[Records provided]

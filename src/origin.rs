use serde::Serialize;
use tracing::trace;

use crate::error::OriginLookupError;
use crate::platform::{ConversationInfo, PlatformClient};

#[derive(Debug, Clone, Copy, PartialEq, Eq, Serialize)]
#[serde(rename_all = "lowercase")]
pub enum OriginKind {
    Channel,
    Group,
}

impl OriginKind {
    /// Section label used by the human-readable formats
    pub fn label(self) -> &'static str {
        match self {
            OriginKind::Channel => "Channel",
            OriginKind::Group => "Group",
        }
    }
}

impl std::fmt::Display for OriginKind {
    fn fmt(&self, f: &mut std::fmt::Formatter<'_>) -> std::fmt::Result {
        match self {
            OriginKind::Channel => write!(f, "channel"),
            OriginKind::Group => write!(f, "group"),
        }
    }
}

/// The channel or group a message was posted in.
#[derive(Debug, Clone, PartialEq, Eq, Serialize)]
pub struct Origin {
    pub kind: OriginKind,
    pub id: String,
    pub name: String,
}

impl Origin {
    pub fn new(kind: OriginKind, id: impl Into<String>, name: impl Into<String>) -> Self {
        Self {
            kind,
            id: id.into(),
            name: name.into(),
        }
    }

    fn from_info(kind: OriginKind, info: ConversationInfo) -> Self {
        Self::new(kind, info.id, info.name)
    }
}

/// Look the id up as a channel first, then as a group.
///
/// Every call goes to the platform; nothing is cached between events.
pub async fn resolve(
    client: &dyn PlatformClient,
    origin_id: &str,
) -> Result<Origin, OriginLookupError> {
    match client.channel_info(origin_id).await {
        Ok(info) => return Ok(Origin::from_info(OriginKind::Channel, info)),
        Err(e) => trace!("{} is not a channel ({}), trying group", origin_id, e),
    }

    client
        .group_info(origin_id)
        .await
        .map(|info| Origin::from_info(OriginKind::Group, info))
        .map_err(|source| OriginLookupError {
            origin_id: origin_id.to_string(),
            source,
        })
}
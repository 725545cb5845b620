use std::io::Write;
use std::sync::Arc;

use tokio::sync::mpsc;
use tracing::{error, info};

use crate::config::MarkErrorPolicy;
use crate::format::Renderer;
use crate::keywords;
use crate::marker;
use crate::origin;
use crate::platform::{InboundEvent, MessageEvent, PlatformClient};
use crate::record::SuppressedEvent;

/// What happened to a single message event.
#[derive(Debug, PartialEq)]
pub enum Outcome {
    /// Origin could not be looked up; logged and dropped
    Unresolved,
    /// Origin name is not a keyword; dropped silently
    NotMatched,
    /// Read mark failed; the record is kept only under `MarkErrorPolicy::Emit`
    MarkFailed(Option<SuppressedEvent>),
    Suppressed(SuppressedEvent),
}

/// Why the event loop stopped consuming.
#[derive(Debug, PartialEq, Eq)]
pub enum LoopExit {
    /// Credentials were rejected
    Terminated,
    /// The connection manager went away
    SourceClosed,
}

/// Marks messages from keyword-named channels and groups as read and writes
/// a record of each one.
pub struct Suppressor {
    client: Arc<dyn PlatformClient>,
    keywords: Vec<String>,
    renderer: Renderer,
    on_mark_error: MarkErrorPolicy,
}

impl Suppressor {
    pub fn new(
        client: Arc<dyn PlatformClient>,
        keywords: Vec<String>,
        renderer: Renderer,
        on_mark_error: MarkErrorPolicy,
    ) -> Self {
        Self {
            client,
            keywords,
            renderer,
            on_mark_error,
        }
    }

    /// Consume events one at a time, in arrival order, until credentials are
    /// rejected or the feed closes. Records go to `out`; failures are logged.
    pub async fn run<W: Write>(
        &self,
        events: &mut mpsc::Receiver<InboundEvent>,
        out: &mut W,
    ) -> LoopExit {
        while let Some(event) = events.recv().await {
            match event {
                InboundEvent::Message(message) => self.handle_message(message, out).await,
                InboundEvent::ConnectionError { message } => error!("Error: {}", message),
                InboundEvent::AuthInvalid => {
                    error!("Invalid credentials");
                    return LoopExit::Terminated;
                }
            }
        }
        LoopExit::SourceClosed
    }

    async fn handle_message<W: Write>(&self, event: MessageEvent, out: &mut W) {
        match self.process(event).await {
            Outcome::Suppressed(record) | Outcome::MarkFailed(Some(record)) => {
                self.emit(&record, out)
            }
            Outcome::Unresolved | Outcome::NotMatched | Outcome::MarkFailed(None) => {}
        }
    }

    /// Resolve, match, mark and record a single message.
    pub async fn process(&self, event: MessageEvent) -> Outcome {
        let origin = match origin::resolve(self.client.as_ref(), &event.channel).await {
            Ok(origin) => origin,
            Err(e) => {
                error!("{}", e);
                return Outcome::Unresolved;
            }
        };

        if !keywords::matches(&origin, &self.keywords) {
            return Outcome::NotMatched;
        }

        match marker::mark_read(self.client.as_ref(), &origin, &event).await {
            Ok(actor) => {
                info!("Marked {} {} as read up to {}", origin.kind, origin.name, event.ts);
                Outcome::Suppressed(SuppressedEvent::record(event, origin, actor))
            }
            Err(e) => {
                error!("{}", e);
                match self.on_mark_error {
                    MarkErrorPolicy::Discard => Outcome::MarkFailed(None),
                    MarkErrorPolicy::Emit => Outcome::MarkFailed(Some(SuppressedEvent::record(
                        event, e.origin, e.actor,
                    ))),
                }
            }
        }
    }

    fn emit<W: Write>(&self, record: &SuppressedEvent, out: &mut W) {
        let Some(rendered) = self.renderer.render(record) else {
            return;
        };
        if let Err(e) = out
            .write_all(rendered.as_bytes())
            .and_then(|()| out.flush())
        {
            error!("Failed to write record: {}", e);
        }
    }
}
use std::path::PathBuf;

use crate::marker::Actor;
use crate::origin::Origin;

/// Failure to load the keyword configuration. Always fatal at startup.
#[derive(Debug, thiserror::Error)]
pub enum ConfigError {
    #[error("failed to read config file {path}: {source}")]
    Read {
        path: PathBuf,
        #[source]
        source: std::io::Error,
    },

    #[error("failed to parse config file {path}: {source}")]
    Parse {
        path: PathBuf,
        #[source]
        source: toml::de::Error,
    },
}

/// A single failed call against the messaging platform.
#[derive(Debug, thiserror::Error)]
pub enum PlatformError {
    #[error("slack api {method} request failed: {source}")]
    Transport {
        method: String,
        #[source]
        source: reqwest::Error,
    },

    #[error("slack api {method} failed with status {status}: {body}")]
    Status {
        method: String,
        status: u16,
        body: String,
    },

    #[error("slack api {method} failed: {code}")]
    Api { method: String, code: String },

    #[error("failed to decode slack {method} response: {message}")]
    Decode { method: String, message: String },
}

impl PlatformError {
    pub fn api(method: &str, code: impl Into<String>) -> Self {
        Self::Api {
            method: method.to_string(),
            code: code.into(),
        }
    }

    /// Slack error code when the API answered with `ok: false`.
    pub fn api_code(&self) -> Option<&str> {
        match self {
            Self::Api { code, .. } => Some(code),
            _ => None,
        }
    }
}

/// Neither a channel nor a group with the given id could be fetched.
///
/// Carries the error of the group lookup, which is the last attempt made.
#[derive(Debug, thiserror::Error)]
#[error("failed to resolve origin {origin_id}: {source}")]
pub struct OriginLookupError {
    pub origin_id: String,
    #[source]
    pub source: PlatformError,
}

/// The read mark could not be set.
///
/// The actor that was resolved alongside the mark call is kept so the caller
/// can still assemble a record if its policy asks for one.
#[derive(Debug, thiserror::Error)]
#[error("failed to mark {} {} as read: {source}", .origin.kind, .origin.name)]
pub struct MarkReadError {
    pub origin: Origin,
    pub actor: Option<Actor>,
    #[source]
    pub source: PlatformError,
}

#[cfg(test)]
mod tests {
    use super::*;
    use crate::origin::OriginKind;

    #[test]
    fn test_api_code_only_for_api_errors() {
        let err = PlatformError::api("groups.info", "channel_not_found");
        assert_eq!(err.api_code(), Some("channel_not_found"));

        let err = PlatformError::Decode {
            method: "users.info".to_string(),
            message: "missing user".to_string(),
        };
        assert_eq!(err.api_code(), None);
    }

    #[test]
    fn test_mark_read_error_names_origin() {
        let err = MarkReadError {
            origin: Origin::new(OriginKind::Group, "G1", "secret-ops"),
            actor: None,
            source: PlatformError::api("groups.mark", "not_in_group"),
        };
        assert_eq!(
            err.to_string(),
            "failed to mark group secret-ops as read: slack api groups.mark failed: not_in_group"
        );
    }
}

[Assigned task] If a line in the material above contains the word "MarkReadError", copy it.

[Result of the task]
pub struct MarkReadError {
        let err = MarkReadError {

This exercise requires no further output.